Data supplied -

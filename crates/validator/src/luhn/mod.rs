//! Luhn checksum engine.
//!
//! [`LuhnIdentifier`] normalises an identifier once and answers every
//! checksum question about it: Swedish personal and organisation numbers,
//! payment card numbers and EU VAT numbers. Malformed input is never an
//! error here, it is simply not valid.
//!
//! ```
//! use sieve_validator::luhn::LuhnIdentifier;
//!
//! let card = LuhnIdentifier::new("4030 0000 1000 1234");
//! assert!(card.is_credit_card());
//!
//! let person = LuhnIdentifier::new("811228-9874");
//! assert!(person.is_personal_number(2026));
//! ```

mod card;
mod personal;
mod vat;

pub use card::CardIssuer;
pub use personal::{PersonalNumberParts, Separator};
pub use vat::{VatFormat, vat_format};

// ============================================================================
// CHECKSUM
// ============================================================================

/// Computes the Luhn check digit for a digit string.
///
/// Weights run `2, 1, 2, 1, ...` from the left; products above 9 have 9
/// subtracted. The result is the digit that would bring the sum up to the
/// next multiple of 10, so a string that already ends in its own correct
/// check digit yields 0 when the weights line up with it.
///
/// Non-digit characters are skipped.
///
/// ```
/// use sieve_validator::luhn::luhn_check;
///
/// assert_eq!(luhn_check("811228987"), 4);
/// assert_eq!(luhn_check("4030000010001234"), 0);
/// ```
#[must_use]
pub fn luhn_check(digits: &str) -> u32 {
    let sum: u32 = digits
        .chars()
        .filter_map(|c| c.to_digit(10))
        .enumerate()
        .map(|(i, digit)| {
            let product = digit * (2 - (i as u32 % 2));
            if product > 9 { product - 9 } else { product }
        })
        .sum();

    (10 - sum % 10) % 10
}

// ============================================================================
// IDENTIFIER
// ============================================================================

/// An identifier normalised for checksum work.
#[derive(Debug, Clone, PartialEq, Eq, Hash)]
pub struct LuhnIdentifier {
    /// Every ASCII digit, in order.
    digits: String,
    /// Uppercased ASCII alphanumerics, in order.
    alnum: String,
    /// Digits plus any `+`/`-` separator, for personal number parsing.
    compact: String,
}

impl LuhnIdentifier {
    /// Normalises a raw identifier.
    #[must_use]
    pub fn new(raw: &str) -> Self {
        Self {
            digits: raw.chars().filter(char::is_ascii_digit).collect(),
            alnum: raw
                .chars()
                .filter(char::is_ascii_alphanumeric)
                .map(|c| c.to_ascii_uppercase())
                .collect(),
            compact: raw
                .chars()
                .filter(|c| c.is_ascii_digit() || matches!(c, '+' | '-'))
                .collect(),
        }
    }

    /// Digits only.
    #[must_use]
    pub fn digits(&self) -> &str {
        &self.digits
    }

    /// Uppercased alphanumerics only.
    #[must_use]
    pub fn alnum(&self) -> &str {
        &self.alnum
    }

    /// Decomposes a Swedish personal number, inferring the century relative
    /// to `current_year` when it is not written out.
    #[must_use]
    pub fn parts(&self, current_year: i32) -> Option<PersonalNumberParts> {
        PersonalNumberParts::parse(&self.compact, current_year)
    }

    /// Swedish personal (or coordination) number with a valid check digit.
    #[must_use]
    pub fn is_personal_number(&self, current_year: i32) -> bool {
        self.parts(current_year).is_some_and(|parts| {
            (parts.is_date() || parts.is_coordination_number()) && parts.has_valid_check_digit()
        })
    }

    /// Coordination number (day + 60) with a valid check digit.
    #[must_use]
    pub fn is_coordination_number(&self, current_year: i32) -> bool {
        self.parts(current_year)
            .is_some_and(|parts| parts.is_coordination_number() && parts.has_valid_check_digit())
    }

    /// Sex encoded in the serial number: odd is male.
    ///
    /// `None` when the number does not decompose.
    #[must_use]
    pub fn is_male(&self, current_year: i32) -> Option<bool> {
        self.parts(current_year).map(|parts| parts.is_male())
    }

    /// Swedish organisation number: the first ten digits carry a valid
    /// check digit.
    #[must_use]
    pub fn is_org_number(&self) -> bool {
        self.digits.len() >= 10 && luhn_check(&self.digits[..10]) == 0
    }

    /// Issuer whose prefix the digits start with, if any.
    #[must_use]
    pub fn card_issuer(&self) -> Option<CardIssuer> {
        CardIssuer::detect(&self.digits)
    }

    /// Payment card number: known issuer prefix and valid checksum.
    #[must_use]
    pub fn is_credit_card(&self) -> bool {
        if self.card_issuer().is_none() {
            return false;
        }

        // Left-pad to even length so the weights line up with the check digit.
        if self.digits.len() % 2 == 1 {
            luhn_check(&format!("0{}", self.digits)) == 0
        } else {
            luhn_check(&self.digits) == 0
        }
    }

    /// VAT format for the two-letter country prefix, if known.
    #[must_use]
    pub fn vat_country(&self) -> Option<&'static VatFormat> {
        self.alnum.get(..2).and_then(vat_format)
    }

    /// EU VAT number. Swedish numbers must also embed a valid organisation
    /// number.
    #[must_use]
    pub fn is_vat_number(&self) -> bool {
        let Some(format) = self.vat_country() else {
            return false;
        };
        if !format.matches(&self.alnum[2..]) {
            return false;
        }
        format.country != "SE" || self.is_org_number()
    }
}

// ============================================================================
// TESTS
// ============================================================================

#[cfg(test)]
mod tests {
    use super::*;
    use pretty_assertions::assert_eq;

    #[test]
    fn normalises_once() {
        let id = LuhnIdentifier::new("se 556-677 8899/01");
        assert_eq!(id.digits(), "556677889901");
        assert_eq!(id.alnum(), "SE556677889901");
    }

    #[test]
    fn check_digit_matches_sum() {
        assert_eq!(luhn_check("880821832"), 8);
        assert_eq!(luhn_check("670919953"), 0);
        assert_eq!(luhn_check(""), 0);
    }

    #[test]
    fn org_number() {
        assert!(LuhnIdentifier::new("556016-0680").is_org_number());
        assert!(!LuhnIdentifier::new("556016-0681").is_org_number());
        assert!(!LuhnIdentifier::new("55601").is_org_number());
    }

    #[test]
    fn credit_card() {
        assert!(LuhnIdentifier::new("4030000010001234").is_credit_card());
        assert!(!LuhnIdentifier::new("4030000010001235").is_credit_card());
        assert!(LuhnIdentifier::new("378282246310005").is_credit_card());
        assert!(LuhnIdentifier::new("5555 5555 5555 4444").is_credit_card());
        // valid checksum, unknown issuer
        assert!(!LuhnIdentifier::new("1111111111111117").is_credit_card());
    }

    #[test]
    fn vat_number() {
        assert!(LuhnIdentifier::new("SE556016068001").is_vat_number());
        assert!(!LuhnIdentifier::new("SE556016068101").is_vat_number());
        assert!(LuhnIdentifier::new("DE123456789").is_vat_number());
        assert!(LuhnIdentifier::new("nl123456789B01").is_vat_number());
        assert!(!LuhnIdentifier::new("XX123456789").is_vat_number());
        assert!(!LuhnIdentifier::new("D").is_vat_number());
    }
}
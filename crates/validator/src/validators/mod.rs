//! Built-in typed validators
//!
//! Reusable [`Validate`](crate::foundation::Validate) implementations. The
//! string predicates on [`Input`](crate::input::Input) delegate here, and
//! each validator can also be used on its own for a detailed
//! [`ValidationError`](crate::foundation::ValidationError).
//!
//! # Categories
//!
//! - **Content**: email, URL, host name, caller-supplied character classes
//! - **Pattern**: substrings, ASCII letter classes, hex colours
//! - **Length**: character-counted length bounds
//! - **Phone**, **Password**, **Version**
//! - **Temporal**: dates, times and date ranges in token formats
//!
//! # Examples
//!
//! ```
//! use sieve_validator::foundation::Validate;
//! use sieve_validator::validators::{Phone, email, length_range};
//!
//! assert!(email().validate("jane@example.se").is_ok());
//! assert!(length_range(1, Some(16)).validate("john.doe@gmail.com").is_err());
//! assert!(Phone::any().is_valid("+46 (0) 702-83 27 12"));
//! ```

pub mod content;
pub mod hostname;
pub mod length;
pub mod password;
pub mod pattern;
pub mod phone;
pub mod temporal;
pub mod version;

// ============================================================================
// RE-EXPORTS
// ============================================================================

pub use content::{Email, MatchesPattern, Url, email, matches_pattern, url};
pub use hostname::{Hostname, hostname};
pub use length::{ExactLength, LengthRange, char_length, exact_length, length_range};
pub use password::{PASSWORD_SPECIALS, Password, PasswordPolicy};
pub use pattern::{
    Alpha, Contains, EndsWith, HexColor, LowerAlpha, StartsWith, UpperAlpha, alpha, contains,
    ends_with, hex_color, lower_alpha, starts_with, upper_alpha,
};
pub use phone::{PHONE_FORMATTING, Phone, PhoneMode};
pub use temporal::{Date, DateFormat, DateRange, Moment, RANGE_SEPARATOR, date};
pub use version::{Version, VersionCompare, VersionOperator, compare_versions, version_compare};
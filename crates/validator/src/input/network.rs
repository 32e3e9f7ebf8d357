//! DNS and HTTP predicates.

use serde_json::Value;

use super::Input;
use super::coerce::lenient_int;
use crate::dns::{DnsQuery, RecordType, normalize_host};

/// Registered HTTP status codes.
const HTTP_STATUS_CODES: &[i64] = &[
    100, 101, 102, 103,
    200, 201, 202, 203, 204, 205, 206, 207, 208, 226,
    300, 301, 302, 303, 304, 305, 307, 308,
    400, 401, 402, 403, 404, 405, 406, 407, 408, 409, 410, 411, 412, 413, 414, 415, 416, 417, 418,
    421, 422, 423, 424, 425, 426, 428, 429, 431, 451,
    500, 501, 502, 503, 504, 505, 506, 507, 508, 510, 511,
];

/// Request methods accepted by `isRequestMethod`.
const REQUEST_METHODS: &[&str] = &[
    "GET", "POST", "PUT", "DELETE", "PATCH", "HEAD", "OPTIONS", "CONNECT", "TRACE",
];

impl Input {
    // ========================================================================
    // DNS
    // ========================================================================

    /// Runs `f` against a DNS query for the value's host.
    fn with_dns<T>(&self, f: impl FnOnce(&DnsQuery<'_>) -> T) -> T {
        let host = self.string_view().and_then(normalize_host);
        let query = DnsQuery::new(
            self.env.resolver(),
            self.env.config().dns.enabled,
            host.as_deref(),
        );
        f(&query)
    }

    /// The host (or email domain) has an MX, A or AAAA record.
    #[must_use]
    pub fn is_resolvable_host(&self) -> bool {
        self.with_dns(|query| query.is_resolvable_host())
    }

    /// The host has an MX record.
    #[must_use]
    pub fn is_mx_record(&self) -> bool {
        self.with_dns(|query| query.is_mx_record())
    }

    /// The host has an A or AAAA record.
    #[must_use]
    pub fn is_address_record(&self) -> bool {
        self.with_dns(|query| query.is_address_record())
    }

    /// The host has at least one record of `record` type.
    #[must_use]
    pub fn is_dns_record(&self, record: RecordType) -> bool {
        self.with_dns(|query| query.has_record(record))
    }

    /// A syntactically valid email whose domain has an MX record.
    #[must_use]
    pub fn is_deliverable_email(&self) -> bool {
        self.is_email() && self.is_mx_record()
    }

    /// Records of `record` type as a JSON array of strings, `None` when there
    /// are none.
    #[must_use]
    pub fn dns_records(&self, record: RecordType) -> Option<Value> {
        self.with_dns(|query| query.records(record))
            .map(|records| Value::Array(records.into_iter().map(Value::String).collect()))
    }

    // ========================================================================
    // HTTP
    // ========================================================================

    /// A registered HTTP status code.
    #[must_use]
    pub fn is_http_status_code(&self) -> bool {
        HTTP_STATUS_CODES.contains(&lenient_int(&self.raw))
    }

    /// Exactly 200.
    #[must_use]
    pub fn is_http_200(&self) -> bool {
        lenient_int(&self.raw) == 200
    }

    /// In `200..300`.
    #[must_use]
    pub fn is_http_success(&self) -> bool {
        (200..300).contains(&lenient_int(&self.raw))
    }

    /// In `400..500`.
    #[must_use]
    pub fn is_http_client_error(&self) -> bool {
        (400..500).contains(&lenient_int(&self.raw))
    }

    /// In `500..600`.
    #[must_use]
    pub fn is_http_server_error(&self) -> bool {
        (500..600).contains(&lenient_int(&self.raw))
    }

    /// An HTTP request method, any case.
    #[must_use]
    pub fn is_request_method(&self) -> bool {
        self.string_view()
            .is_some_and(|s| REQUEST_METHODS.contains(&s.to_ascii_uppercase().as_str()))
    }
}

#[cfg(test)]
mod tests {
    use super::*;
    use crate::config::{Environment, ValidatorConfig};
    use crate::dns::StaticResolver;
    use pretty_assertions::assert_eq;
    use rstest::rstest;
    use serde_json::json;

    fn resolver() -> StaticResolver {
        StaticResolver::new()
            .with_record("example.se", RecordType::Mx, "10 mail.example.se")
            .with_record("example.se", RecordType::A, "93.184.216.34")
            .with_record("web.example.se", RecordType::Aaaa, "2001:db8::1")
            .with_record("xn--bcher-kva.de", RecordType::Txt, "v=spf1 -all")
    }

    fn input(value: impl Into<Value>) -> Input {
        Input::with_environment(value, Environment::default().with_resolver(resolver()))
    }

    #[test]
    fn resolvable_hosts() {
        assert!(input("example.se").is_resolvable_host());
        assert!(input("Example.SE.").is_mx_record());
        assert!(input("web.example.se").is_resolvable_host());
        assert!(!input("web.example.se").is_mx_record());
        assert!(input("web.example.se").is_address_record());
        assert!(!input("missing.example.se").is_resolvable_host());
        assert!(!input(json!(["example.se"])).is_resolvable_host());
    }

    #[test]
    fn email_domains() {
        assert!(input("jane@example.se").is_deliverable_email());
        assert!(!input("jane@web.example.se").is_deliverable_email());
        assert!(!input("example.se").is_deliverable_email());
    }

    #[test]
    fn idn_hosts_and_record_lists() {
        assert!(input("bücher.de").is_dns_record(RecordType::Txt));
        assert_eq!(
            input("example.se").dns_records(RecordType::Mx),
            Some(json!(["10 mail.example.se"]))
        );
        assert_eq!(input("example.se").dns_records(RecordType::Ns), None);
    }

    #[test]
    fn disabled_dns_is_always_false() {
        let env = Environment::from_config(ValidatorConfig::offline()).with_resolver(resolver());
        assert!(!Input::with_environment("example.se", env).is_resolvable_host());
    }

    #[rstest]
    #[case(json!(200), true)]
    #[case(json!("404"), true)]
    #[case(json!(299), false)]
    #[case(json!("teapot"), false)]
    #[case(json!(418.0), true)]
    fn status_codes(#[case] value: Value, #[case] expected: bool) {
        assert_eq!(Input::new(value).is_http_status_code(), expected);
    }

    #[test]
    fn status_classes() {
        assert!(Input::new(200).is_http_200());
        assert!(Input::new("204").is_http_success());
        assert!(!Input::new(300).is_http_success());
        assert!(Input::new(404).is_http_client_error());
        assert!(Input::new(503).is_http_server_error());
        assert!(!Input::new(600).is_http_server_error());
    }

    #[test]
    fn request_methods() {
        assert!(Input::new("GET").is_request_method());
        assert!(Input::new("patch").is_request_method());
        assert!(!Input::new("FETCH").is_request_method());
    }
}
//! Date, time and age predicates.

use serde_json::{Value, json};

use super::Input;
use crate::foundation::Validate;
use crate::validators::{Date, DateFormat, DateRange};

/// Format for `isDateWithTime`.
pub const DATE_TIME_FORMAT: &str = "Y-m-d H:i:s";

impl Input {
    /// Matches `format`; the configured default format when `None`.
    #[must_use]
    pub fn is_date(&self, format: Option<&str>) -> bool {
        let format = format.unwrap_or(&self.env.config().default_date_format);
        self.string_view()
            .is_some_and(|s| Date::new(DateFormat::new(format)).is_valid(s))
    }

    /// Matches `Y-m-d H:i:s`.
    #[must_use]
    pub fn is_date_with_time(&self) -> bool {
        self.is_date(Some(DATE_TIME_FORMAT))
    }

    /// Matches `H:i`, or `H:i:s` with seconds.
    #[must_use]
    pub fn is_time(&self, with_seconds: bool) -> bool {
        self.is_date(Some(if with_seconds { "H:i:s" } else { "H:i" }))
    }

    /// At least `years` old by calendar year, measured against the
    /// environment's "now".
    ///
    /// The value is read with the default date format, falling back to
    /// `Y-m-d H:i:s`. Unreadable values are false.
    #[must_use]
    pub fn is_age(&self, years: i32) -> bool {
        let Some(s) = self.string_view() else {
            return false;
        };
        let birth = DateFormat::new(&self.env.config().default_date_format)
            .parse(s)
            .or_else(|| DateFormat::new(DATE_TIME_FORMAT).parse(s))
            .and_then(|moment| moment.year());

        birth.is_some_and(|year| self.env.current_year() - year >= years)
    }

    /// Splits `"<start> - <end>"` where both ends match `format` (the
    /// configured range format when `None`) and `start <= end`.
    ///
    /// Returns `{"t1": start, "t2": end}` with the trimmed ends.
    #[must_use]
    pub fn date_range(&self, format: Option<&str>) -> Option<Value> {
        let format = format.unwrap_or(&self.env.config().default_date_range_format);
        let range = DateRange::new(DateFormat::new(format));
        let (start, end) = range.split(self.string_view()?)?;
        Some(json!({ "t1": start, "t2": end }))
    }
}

Task item - The required answer is each line of the data in which the word "contains" appears.

Worked solution -
    Alpha, Contains, EndsWith, HexColor, LowerAlpha, StartsWith, UpperAlpha, alpha, contains,
        HTTP_STATUS_CODES.contains(&lenient_int(&self.raw))
        (200..300).contains(&lenient_int(&self.raw))
        (400..500).contains(&lenient_int(&self.raw))
        (500..600).contains(&lenient_int(&self.raw))
            .is_some_and(|s| REQUEST_METHODS.contains(&s.to_ascii_uppercase().as_str()))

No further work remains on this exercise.